Doing (proper) indexing on your tables is one of the most challenging and trickiest tasks you will face when working with databases. In my opinion, indexing is science “per-se” within database theory and praxis and choosing right index strategy can reward you with many benefits, but on the other side, doing indexing wrong can significantly affect your workload and decrease overall performance of your database.

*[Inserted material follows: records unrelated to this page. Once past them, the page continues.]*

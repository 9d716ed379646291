// Copyright (C) 2025 Ryan Daum <ryan.daum@gmail.com> This program is free
// software: you can redistribute it and/or modify it under the terms of the GNU
// General Public License as published by the Free Software Foundation, version
// 3.
//
// This program is distributed in the hope that it will be useful, but WITHOUT
// ANY WARRANTY; without even the implied warranty of MERCHANTABILITY or FITNESS
// FOR A PARTICULAR PURPOSE. See the GNU General Public License for more details.
//
// You should have received a copy of the GNU General Public License along with
// this program. If not, see <https://www.gnu.org/licenses/>.
//

use clap_derive::Args;
use eyre::eyre;
use figment::Figment;
use figment::providers::{Format, Serialized, Yaml};
use moodb_compare::CompareOptions;
use moodb_textdump::{EncodingMode, LineEnding, ReaderOptions, WaifIndexMode, WriterOptions};
use serde::{Deserialize, Serialize};
use std::path::Path;

/// Settings that may live in a YAML file. Command line flags take precedence.
#[derive(Clone, Debug, Default, PartialEq, Eq, Serialize, Deserialize)]
#[serde(default)]
pub struct Config {
    pub encoding: EncodingMode,
    pub waif_index_mode: WaifIndexMode,
    /// Line ending for written files; unset keeps the one the input used.
    pub line_ending: Option<LineEnding>,
    pub ignore_fields: Vec<String>,
    pub max_diffs: Option<usize>,
}

#[derive(Args, Debug, Default)]
pub struct CodecArgs {
    #[arg(
        long,
        global = true,
        help = "String encoding of the textdump: latin1 (the default) or utf8"
    )]
    pub encoding: Option<EncodingMode>,

    #[arg(
        long,
        global = true,
        help = "How waifs are numbered on output: sequential (the default) or preserve"
    )]
    pub waif_index_mode: Option<WaifIndexMode>,

    #[arg(
        long,
        global = true,
        help = "Line ending for output: lf or crlf. Defaults to the input's"
    )]
    pub line_ending: Option<LineEnding>,
}

impl Config {
    /// Load the configuration file if we have it, otherwise start from defaults.
    pub fn load(path: Option<&Path>) -> Result<Self, eyre::Report> {
        let Some(path) = path else {
            return Ok(Config::default());
        };
        Self::extract(Yaml::file(path), &format!("{path:?}"))
    }

    fn extract(yaml: figment::providers::Data<Yaml>, source: &str) -> Result<Self, eyre::Report> {
        Figment::new()
            .merge(Serialized::defaults(Config::default()))
            .merge(yaml)
            .extract()
            .map_err(|e| eyre!("Failed to parse configuration from {source}: {e}"))
    }

    pub fn merge_args(&mut self, args: &CodecArgs) {
        if let Some(encoding) = args.encoding {
            self.encoding = encoding;
        }
        if let Some(mode) = args.waif_index_mode {
            self.waif_index_mode = mode;
        }
        if args.line_ending.is_some() {
            self.line_ending = args.line_ending;
        }
    }

    pub fn reader_options(&self) -> ReaderOptions {
        ReaderOptions {
            encoding: self.encoding,
        }
    }

    pub fn writer_options(&self) -> WriterOptions {
        WriterOptions {
            encoding: self.encoding,
            waif_index_mode: self.waif_index_mode,
            line_ending: self.line_ending,
        }
    }

    pub fn compare_options(&self) -> CompareOptions {
        CompareOptions {
            ignore_fields: self.ignore_fields.iter().cloned().collect(),
            max_diffs: self.max_diffs,
        }
    }
}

I will not going into details over indexes themselves, there are really tons of articles and resources out there. Just keep in mind that there is no perfect and “one-suits-all” solution – it’s always a trade off between improving query performance and index maintenance overhead. For sure, you should test, test, test and measure performance to see the real impact of your index.

Show me the real thing…

Ok, so in my scenario, one fact table that stores data about customers’ surveys, is being queried by multiple reports. Table has approx. 8,5 million rows and following indexes:

  • clustered index on primary key (surveyID)
  • non-clustered index on columns sourceID and surveySourceID (these values come from source system)
  • non-clustered index on column chatID (survey is related to specific chatID)

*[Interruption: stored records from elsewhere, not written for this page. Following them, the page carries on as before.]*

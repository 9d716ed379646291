// Copyright (C) 2025 Ryan Daum <ryan.daum@gmail.com> This program is free
// software: you can redistribute it and/or modify it under the terms of the GNU
// General Public License as published by the Free Software Foundation, version
// 3.
//
// This program is distributed in the hope that it will be useful, but WITHOUT
// ANY WARRANTY; without even the implied warranty of MERCHANTABILITY or FITNESS
// FOR A PARTICULAR PURPOSE. See the GNU General Public License for more details.
//
// You should have received a copy of the GNU General Public License along with
// this program. If not, see <https://www.gnu.org/licenses/>.
//

/// Error codes are persisted as their ordinal. The last three are ToastStunt extensions.
pub const ERROR_NAMES: [&str; 19] = [
    "E_NONE", "E_TYPE", "E_DIV", "E_PERM", "E_PROPNF", "E_VERBNF", "E_VARNF", "E_INVIND",
    "E_RECMOVE", "E_MAXREC", "E_RANGE", "E_ARGS", "E_NACC", "E_INVARG", "E_QUOTA", "E_FLOAT",
    "E_FILE", "E_EXEC", "E_INTRPT",
];

pub fn error_name(code: i64) -> Option<&'static str> {
    usize::try_from(code)
        .ok()
        .and_then(|i| ERROR_NAMES.get(i).copied())
}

And here is the query which is heavily used in the reports:

         select s.sourceID
			,s.surveySourceID
			,s.chatID
			,s.startdate
			,s.submitdateUTC
			,s.question
			,s.answer
			,case when s.surveySourceID = 731481 then 1 else 0 end productID
		from factSurvey s 
		where s.startdate between @dFrom and @dTo 

So, nothing special here in terms of complexity: retrieving data from fact table. For testing purposes, I will set parameters to retrieve data about all surveys from March 2020. Let’s go and check what SQL Server will come with.

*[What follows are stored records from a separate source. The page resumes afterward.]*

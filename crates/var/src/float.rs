// Copyright (C) 2025 Ryan Daum <ryan.daum@gmail.com> This program is free
// software: you can redistribute it and/or modify it under the terms of the GNU
// General Public License as published by the Free Software Foundation, version
// 3.
//
// This program is distributed in the hope that it will be useful, but WITHOUT
// ANY WARRANTY; without even the implied warranty of MERCHANTABILITY or FITNESS
// FOR A PARTICULAR PURPOSE. See the GNU General Public License for more details.
//
// You should have received a copy of the GNU General Public License along with
// this program. If not, see <https://www.gnu.org/licenses/>.
//

/// Significant digits used when writing floats: `DBL_DIG + 4` in the reference server.
pub const FLOAT_DIGITS: usize = 19;

const REL_TOLERANCE: f64 = 1e-9;
const ABS_TOLERANCE: f64 = 1e-12;

/// Format a float exactly as C's `printf("%.19g")` does.
///
/// `%g` picks between fixed and scientific notation based on the decimal exponent the value has
/// *after* rounding to the requested precision, then strips trailing zeros.
pub fn format_float(f: f64) -> String {
    if f.is_nan() {
        return if f.is_sign_negative() { "-nan" } else { "nan" }.to_string();
    }
    if f.is_infinite() {
        return if f > 0.0 { "inf" } else { "-inf" }.to_string();
    }

    let scientific = format!("{:.*e}", FLOAT_DIGITS - 1, f);
    let Some((mantissa, exponent)) = scientific.split_once('e') else {
        return scientific;
    };
    let exponent: i32 = exponent.parse().unwrap_or(0);

    if exponent < -4 || exponent >= FLOAT_DIGITS as i32 {
        let sign = if exponent < 0 { '-' } else { '+' };
        format!(
            "{}e{sign}{:02}",
            strip_trailing_zeros(mantissa),
            exponent.abs()
        )
    } else {
        let decimals = (FLOAT_DIGITS as i32 - 1 - exponent) as usize;
        let fixed = format!("{f:.decimals$}");
        strip_trailing_zeros(&fixed).to_string()
    }
}

fn strip_trailing_zeros(s: &str) -> &str {
    if !s.contains('.') {
        return s;
    }
    s.trim_end_matches('0').trim_end_matches('.')
}

/// Float equality used when comparing decoded databases. Re-parsing a 19 digit rendition is not
/// guaranteed to land on the same bits, so this is a tolerance check rather than `==`.
pub fn floats_close(a: f64, b: f64) -> bool {
    if a.is_nan() || b.is_nan() {
        return a.is_nan() && b.is_nan();
    }
    if a == b {
        return true;
    }
    let diff = (a - b).abs();
    diff <= (REL_TOLERANCE * a.abs().max(b.abs())).max(ABS_TOLERANCE)
}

First, let’s turn on statistics to see what is going on in the background:

set statistics io on;
set statistics time on; 

There is a nice handy tool for parsing statistics, called Statistics Parser, which gives you more readable overview of query statistics.

And here is the actual execution plan:

In this case, SQL Server decided to perform clustered index scan to return 89.306 rows, because it assumed that this is gonna be faster/cheaper than doing non-clustered index seek and then lookup for other output columns in clustered index. You rightly noticed that there is no suggestion from SQL Server to create an index.

But, what can we do to make life easier to our SQL Server? Let’s try to create non-clustered index on predicate (startdate column) and id columns (sourceID and surveySourceID). We will also include other columns required by our query (keep in mind that include columns store data on leaf level).

CREATE NONCLUSTERED INDEX [ix_startdate_idcolumns] ON [factSurvey]
(
	[startdate] ASC,
	[sourceID] ASC,
	[surveySourceID] ASC
)
INCLUDE ( 	[ChatID],
	[submitDateUTC],
	[question],
	[answer])
GO 

Now, let’s run our query again and check if SQL Server thinks that it’s better fit.

Let’s first check execution plan:

SQL Server uses our newly created index. Oh, man, this is awesome! Instead of almost 700.000 logical reads, SQL Server now reads only around 1.000 pages!!! And that’s only for 10 days of March 2020, imagine the impact on larger time frame.

Conclusion

As I already mentioned, indexing is always a trade-off between the benefit you will get for querying and overhead you will have for maintaining that index. Since my fact table is not being constantly hit by inserts/updates/deletes, this index completely makes sense.

If you want to find out more about indexes, refer to this page. I also highly recommend reading Brent Ozar’s posts on this topic, he makes this stuff looks like a piece of cake with his great presentation skills.